● **Task**
Filter the entries below, keeping every line that has the word "ErrorBody".

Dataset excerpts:
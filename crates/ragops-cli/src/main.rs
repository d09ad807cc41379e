use clap::{Args, Parser, Subcommand};
use ragops_core::config::workspace::{HOST_ENV, TOKEN_ENV};
use std::path::PathBuf;
use std::process::ExitCode;

mod commands;
mod logging;

#[derive(Parser, Debug)]
#[command(name = "ragops", version, about = "Maintenance CLI for RAG demo deployments")]
struct Cli {
    #[command(flatten)]
    workspace: WorkspaceArgs,

    #[command(subcommand)]
    cmd: Command,
}

/// Connection to the Databricks workspace.
#[derive(Args, Debug, Clone)]
pub struct WorkspaceArgs {
    /// Workspace URL, e.g. https://adb-123.azuredatabricks.net
    #[arg(long, env = HOST_ENV, global = true)]
    pub host: Option<String>,

    /// Personal access token
    #[arg(long, env = TOKEN_ENV, global = true, hide_env_values = true)]
    pub token: Option<String>,

    /// Per-request HTTP timeout in seconds
    #[arg(long = "request-timeout-secs", global = true)]
    pub request_timeout_secs: Option<u64>,
}

/// Project settings: an optional YAML file overlaid with `--key value` pairs.
#[derive(Args, Debug, Clone)]
pub struct SettingsArgs {
    /// Flat YAML mapping of settings, loaded before the flag pairs
    #[arg(long = "config")]
    pub config: Option<PathBuf>,

    /// Settings as `--key value` pairs, e.g. --catalog main --schema rag
    #[arg(
        value_name = "SETTINGS",
        trailing_var_arg = true,
        allow_hyphen_values = true,
        num_args = 0..
    )]
    pub pairs: Vec<String>,
}

#[derive(Subcommand, Debug)]
enum Command {
    /// Tear down every resource of a deployed project, in dependency order.
    Cleanup {
        /// Print the run report as JSON on stdout
        #[arg(long, default_value_t = false)]
        json: bool,

        /// Print the planned steps and exit without calling the workspace
        #[arg(long = "dry-run", default_value_t = false)]
        dry_run: bool,

        #[command(flatten)]
        settings: SettingsArgs,
    },

    /// Create or sync the vector search endpoint and index, then wait until ready.
    Index {
        #[command(flatten)]
        settings: SettingsArgs,
    },

    /// Move a model alias back to the previous version.
    Rollback {
        #[command(flatten)]
        settings: SettingsArgs,
    },
}

#[tokio::main]
async fn main() -> anyhow::Result<ExitCode> {
    let cli = Cli::parse();

    match cli.cmd {
        Command::Cleanup {
            json,
            dry_run,
            settings,
        } => commands::cleanup::run(&cli.workspace, &settings, json, dry_run).await,
        Command::Index { settings } => commands::index::run(&cli.workspace, &settings).await,
        Command::Rollback { settings } => {
            commands::rollback::run(&cli.workspace, &settings).await
        }
    }
}
//! Mapping from workspace API responses to [`ApiError`].

use ragops_runtime::{ApiError, ApiErrorKind};
use reqwest::StatusCode;
use serde::Deserialize;

/// Error body shared by the REST APIs.
#[derive(Debug, Default, Deserialize)]
pub(crate) struct ErrorBody {
    #[serde(default)]
    pub error_code: Option<String>,
    #[serde(default)]
    pub message: Option<String>,
}

pub(crate) fn classify(status: StatusCode, error_code: Option<&str>) -> ApiErrorKind {
    match error_code {
        Some("RESOURCE_DOES_NOT_EXIST") | Some("NOT_FOUND") | Some("ENDPOINT_NOT_FOUND") => {
            return ApiErrorKind::NotFound;
        }
        Some("RESOURCE_ALREADY_EXISTS") | Some("ALREADY_EXISTS") => {
            return ApiErrorKind::AlreadyExists;
        }
        Some("PERMISSION_DENIED") => return ApiErrorKind::PermissionDenied,
        Some("UNAUTHENTICATED") => return ApiErrorKind::Unauthenticated,
        _ => {}
    }
    match status {
        StatusCode::NOT_FOUND => ApiErrorKind::NotFound,
        StatusCode::CONFLICT => ApiErrorKind::AlreadyExists,
        StatusCode::FORBIDDEN => ApiErrorKind::PermissionDenied,
        StatusCode::UNAUTHORIZED => ApiErrorKind::Unauthenticated,
        _ => ApiErrorKind::Other,
    }
}

/// Build an error from a non-success status and its raw body.
pub(crate) fn from_parts(status: StatusCode, body: &str) -> ApiError {
    let parsed: ErrorBody = serde_json::from_str(body).unwrap_or_default();
    let kind = classify(status, parsed.error_code.as_deref());
    let message = match (parsed.error_code, parsed.message) {
        (Some(code), Some(message)) => format!("{}: {}", code, message),
        (None, Some(message)) => message,
        (Some(code), None) => code,
        (None, None) if body.trim().is_empty() => status.to_string(),
        (None, None) => format!("{}: {}", status, body.trim()),
    };
    ApiError::new(kind, message).with_status(status.as_u16())
}

pub(crate) async fn from_response(response: reqwest::Response) -> ApiError {
    let status = response.status();
    let body = response.text().await.unwrap_or_default();
    from_parts(status, &body)
}

pub(crate) fn transport(err: reqwest::Error) -> ApiError {
    ApiError::transport(err.to_string())
}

● **Solution to this problem**
pub(crate) struct ErrorBody {
    let parsed: ErrorBody = serde_json::from_str(body).unwrap_or_default();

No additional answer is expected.